Dataset records:
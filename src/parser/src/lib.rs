//! A configurable expression parser.
//!
//! This doesn't parse any particular language. Instead a
//! [`LanguageDefinition`][language::LanguageDefinition] says what the
//! language's comments, code blocks, separators, text, numbers, keywords and
//! operators look like, and the parser turns text into an
//! [`ExpressionTree`][tree::ExpressionTree] using that.
//!
//! Parsing never fails because of what's in the text. Every problem is
//! recorded as a [`ParseErrorItem`][error::ParseErrorItem] with a stable
//! [`ErrorCode`][error::ErrorCode], placeholders are put where something is
//! missing, and parsing carries on. The only errors a parse call returns are
//! for calls that couldn't be made at all, see [`ParseCallError`].
//!
//! Languages can be extended with custom syntax through
//! [custom expression items][custom], which are parsed by user code when one
//! of the language's keywords is found.
//!
//! # Example
//!
//! ```
//! # use parser::{language::LanguageBuilder, operator::OperatorId, ParseOptions};
//! let language = LanguageBuilder::new("arithmetic")
//!     .binary(OperatorId(0), "+", 20)
//!     .binary(OperatorId(1), "*", 10)
//!     .build()
//!     .unwrap();
//!
//! let result = parser::parse_expression(&language, "a + b * c", &ParseOptions::default()).unwrap();
//! assert!(result.errors().is_empty());
//! assert_eq!(result.tree().expression_items(result.root()).count(), 1);
//! ```

pub mod custom;
pub mod error;
pub mod language;
pub mod lexer;
pub mod operator;
pub mod options;
pub mod result;
pub mod tree;

mod parser;

pub use crate::{
    error::{ErrorCode, ErrorSink, ParseErrorItem},
    language::{LanguageBuilder, LanguageDefinition, LanguageRegistry},
    options::ParseOptions,
    result::{ParseCallError, ParseExpressionResult},
    tree::{ExpressionTree, Node, NodeId, NodeKind, TextRange},
};

use crate::parser::Entry;

/// Parse any number of expressions, separated by the language's separator.
pub fn parse_expression<'t>(
    language: &LanguageDefinition,
    text: &'t str,
    options: &ParseOptions,
) -> Result<ParseExpressionResult<'t>, ParseCallError> {
    parser::parse(language, text, options, Entry::Expression)
}

/// Parse a single braces expression, like `(a, b)`. Anything else, or anything
/// after the braces, is reported as
/// [`InvalidBracesExpression`][ErrorCode::InvalidBracesExpression].
pub fn parse_braces_expression<'t>(
    language: &LanguageDefinition,
    text: &'t str,
    options: &ParseOptions,
) -> Result<ParseExpressionResult<'t>, ParseCallError> {
    parser::parse(language, text, options, Entry::Braces)
}

/// Parse a single code block. Anything else, or anything after the block, is
/// reported as [`InvalidCodeBlock`][ErrorCode::InvalidCodeBlock].
pub fn parse_code_block_expression<'t>(
    language: &LanguageDefinition,
    text: &'t str,
    options: &ParseOptions,
) -> Result<ParseExpressionResult<'t>, ParseCallError> {
    parser::parse(language, text, options, Entry::CodeBlock)
}
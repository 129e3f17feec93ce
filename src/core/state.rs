//! Per-connection fork-safety state.

use tracing::error;

use crate::error::{Error, Result};

/// Tracks which process owns a connection.
///
/// An OS socket shared across a fork is a latent corruption bug: parent and
/// child would interleave writes on the same descriptor. The owning process
/// id is captured lazily on the first guarded call and compared on every
/// later one. A mismatch is a fatal usage error unless the caller has
/// explicitly opted into sharing via [`ConnectionState::inherit_socket`].
#[derive(Debug, Default)]
pub struct ConnectionState {
    inherit_socket: bool,
    owner_pid: Option<u32>,
}

impl ConnectionState {
    /// Creates state with no owner captured yet.
    pub fn new() -> Self {
        Self::default()
    }

    /// Permanently disables the fork check for this connection.
    pub fn inherit_socket(&mut self) {
        self.inherit_socket = true;
    }

    /// Whether the fork check is disabled.
    pub fn is_inheritable(&self) -> bool {
        self.inherit_socket
    }

    /// The process id that owns this connection, if captured.
    pub fn owner_pid(&self) -> Option<u32> {
        self.owner_pid
    }

    /// Verifies the calling process owns this connection.
    ///
    /// Captures `current_pid` as the owner on first use. A mismatch is
    /// [`Error::Inherited`]: fatal and non-retryable, because retrying on
    /// the same socket after a fork can corrupt the parent's connection.
    pub(crate) fn ensure_owned(&mut self, current_pid: u32) -> Result<()> {
        if self.inherit_socket {
            return Ok(());
        }
        match self.owner_pid {
            None => {
                self.owner_pid = Some(current_pid);
                Ok(())
            }
            Some(owner) if owner == current_pid => Ok(()),
            Some(owner) => {
                error!(owner, current = current_pid, "connection used across a fork boundary");
                Err(Error::Inherited)
            }
        }
    }

    /// Forgets the owner so a future reconnect re-captures it.
    pub(crate) fn reset(&mut self) {
        self.owner_pid = None;
    }
}

#[cfg(test)]
mod tests {
    use super::*;

    #[test]
    fn test_owner_captured_on_first_use() {
        let mut state = ConnectionState::new();
        assert!(state.owner_pid().is_none());
        state.ensure_owned(42).unwrap();
        assert_eq!(state.owner_pid(), Some(42));
    }

    #[test]
    fn test_same_process_passes() {
        let mut state = ConnectionState::new();
        state.ensure_owned(42).unwrap();
        assert!(state.ensure_owned(42).is_ok());
    }

    #[test]
    fn test_forked_child_is_rejected() {
        let mut state = ConnectionState::new();
        state.ensure_owned(42).unwrap();
        assert!(matches!(state.ensure_owned(43), Err(Error::Inherited)));
        // Owner is unchanged after the rejection.
        assert_eq!(state.owner_pid(), Some(42));
    }

    #[test]
    fn test_inherit_socket_disables_check() {
        let mut state = ConnectionState::new();
        state.ensure_owned(42).unwrap();
        state.inherit_socket();
        assert!(state.ensure_owned(43).is_ok());
        assert!(state.is_inheritable());
    }

    #[test]
    fn test_reset_recaptures_next_owner() {
        let mut state = ConnectionState::new();
        state.ensure_owned(42).unwrap();
        state.reset();
        assert!(state.ensure_owned(43).is_ok());
        assert_eq!(state.owner_pid(), Some(43));
    }
}
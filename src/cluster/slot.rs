//! Key-to-slot mapping.
//!
//! The key space is partitioned into 16384 slots; ownership of a slot
//! assigns a key to a node. Slot assignment hashes the key's hash tag with
//! CRC16, so keys sharing a tag are guaranteed to land on the same node.

use crc::{Crc, CRC_16_IBM_SDLC};

/// Number of hash slots in the cluster key space.
pub const SLOT_COUNT: u16 = 16384;

/// CRC-16/XMODEM, the checksum the cluster protocol specifies.
const CRC16: Crc<u16> = Crc::<u16>::new(&CRC_16_IBM_SDLC);

/// Calculates the slot for a key.
///
/// If the key contains a hash tag (`{...}`), only the tag content is
/// hashed.
///
/// # Example
///
/// ```
/// # #[cfg(feature = "cluster")]
/// # {
/// use slotwise::key_slot;
///
/// assert_eq!(key_slot(b"{user1000}.following"), key_slot(b"{user1000}.followers"));
/// # }
/// ```
pub fn key_slot(key: &[u8]) -> u16 {
    tag_slot(hash_tag(key))
}

/// Calculates the slot for an already-extracted hash tag.
pub(crate) fn tag_slot(tag: &[u8]) -> u16 {
    CRC16.checksum(tag) % SLOT_COUNT
}

/// Extracts the hash tag from a key.
///
/// The tag is the content between the first `{` and the next `}`. Keys
/// without braces, with an unmatched brace, or with an empty tag (`{}`)
/// have no tag; the whole key is used. Only the first matched pair counts;
/// nesting is not interpreted.
pub(crate) fn hash_tag(key: &[u8]) -> &[u8] {
    if let Some(open) = key.iter().position(|&b| b == b'{') {
        if let Some(len) = key[open + 1..].iter().position(|&b| b == b'}') {
            if len > 0 {
                return &key[open + 1..open + 1 + len];
            }
        }
    }
    key
}
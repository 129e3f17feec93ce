//! Transaction routing across a mocked two-node cluster.
//!
//! Run with:
//! ```bash
//! cargo test --test cluster_transactions --features cluster,test-utils
//! ```

use slotwise::testing::{CallKind, MockTransport};
use slotwise::{command, key_slot, ClusterClient, Error, NodeId, SlotMap};

const SPLIT: u16 = 8192;

/// Two-node cluster: node-a owns the lower half of the slot space,
/// node-b the upper half. Returns the client plus inspection handles.
fn two_node_cluster() -> (ClusterClient<MockTransport>, MockTransport, MockTransport) {
    let mut slots = SlotMap::new();
    slots.assign(0, SPLIT - 1, "node-a");
    slots.assign(SPLIT, 16383, "node-b");

    let a = MockTransport::new();
    let b = MockTransport::new();
    let client = ClusterClient::new(
        [
            (NodeId::new("node-a"), a.clone()),
            (NodeId::new("node-b"), b.clone()),
        ],
        slots,
    );
    (client, a, b)
}

/// The mock that owns the given key under the two-node split.
fn owner<'m>(key: &str, a: &'m MockTransport, b: &'m MockTransport) -> &'m MockTransport {
    if key_slot(key.as_bytes()) < SPLIT {
        a
    } else {
        b
    }
}

#[tokio::test]
async fn transaction_with_hash_tag_settles_on_one_node() {
    let (mut client, a, b) = two_node_cluster();

    let cmds: Vec<_> = (0..100)
        .map(|i| command::set(format!("{{key}}{i}"), i.to_string()))
        .collect();
    let replies = client.multi(cmds).await.expect("tagged batch must route");
    assert_eq!(replies.len(), 100);

    let target = owner("{key}0", &a, &b);
    let other = if std::ptr::eq(target, &a) { &b } else { &a };

    let calls = target.calls();
    assert_eq!(calls.len(), 1, "one MULTI block on the owning node");
    assert_eq!(calls[0].kind, CallKind::Multi);
    assert_eq!(calls[0].commands.len(), 100);
    assert!(
        !calls[0].retryable,
        "transactions must not silently reconnect"
    );
    assert_eq!(other.command_count(), 0, "other node must see nothing");
}

#[tokio::test]
async fn transaction_without_hash_tag_is_refused_with_zero_io() {
    let (mut client, a, b) = two_node_cluster();

    let cmds: Vec<_> = (0..100)
        .map(|i| command::set(format!("key{i}"), i.to_string()))
        .collect();
    let error = client.multi(cmds).await.unwrap_err();

    match error {
        Error::AmbiguousNode { nodes } => {
            assert_eq!(nodes, vec!["node-a".to_string(), "node-b".to_string()]);
        }
        other => panic!("expected AmbiguousNode, got {other:?}"),
    }
    assert_eq!(a.command_count(), 0, "no command may reach node-a");
    assert_eq!(b.command_count(), 0, "no command may reach node-b");
}

#[tokio::test]
async fn keyless_batch_goes_to_first_node() {
    let (mut client, a, b) = two_node_cluster();

    let replies = client
        .multi(vec![command::ping(), command::ping()])
        .await
        .unwrap();
    assert_eq!(replies.len(), 2);
    assert_eq!(a.calls().len(), 1);
    assert_eq!(b.command_count(), 0);
}

#[tokio::test]
async fn route_is_pure_and_performs_no_io() {
    let (client, a, b) = two_node_cluster();

    let cmds = vec![command::set("{user}name", "x"), command::get("{user}name")];
    let target = client.route(&cmds).await.unwrap();
    assert!(target.is_some());
    assert_eq!(a.command_count() + b.command_count(), 0);
}

#[tokio::test]
async fn single_call_is_routed_by_key() {
    let (mut client, a, b) = two_node_cluster();

    client.call(command::set("{user}name", "x")).await.unwrap();
    let target = owner("{user}name", &a, &b);
    assert_eq!(target.calls().len(), 1);
    assert_eq!(target.calls()[0].kind, CallKind::Call);
}

#[tokio::test]
async fn topology_update_redirects_transactions() {
    let (mut client, a, b) = two_node_cluster();

    // Reassign the whole slot space to node-b.
    let mut slots = SlotMap::new();
    slots.assign(0, 16383, "node-b");
    client.update_topology(slots).await;

    let cmds: Vec<_> = (0..10)
        .map(|i| command::set(format!("key{i}"), i.to_string()))
        .collect();
    client
        .multi(cmds)
        .await
        .expect("single-node cluster cannot be ambiguous");

    assert_eq!(a.command_count(), 0);
    assert_eq!(b.calls().len(), 1);
    assert_eq!(b.calls()[0].commands.len(), 10);
}

#[tokio::test]
async fn transaction_errors_are_translated() {
    use slotwise::{kind, TransportError};

    let (mut client, a, b) = two_node_cluster();
    let target = owner("{k}1", &a, &b);
    target.enqueue_error(TransportError::new(kind::WRONG_TYPE, "WRONGTYPE"));

    let error = client
        .multi(vec![command::set("{k}1", "v")])
        .await
        .unwrap_err();
    assert!(matches!(error, Error::WrongType { .. }));
}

= WHAT YOU ARE ASKED TO DO =
The expected result is a copy of each line in the records where "after" appears.

= TASK RESULT =
/// after the braces, is reported as
/// Parse a single code block. Anything else, or anything after the block, is
    /// the same socket after a fork can corrupt the parent's connection.
        // Owner is unchanged after the rejection.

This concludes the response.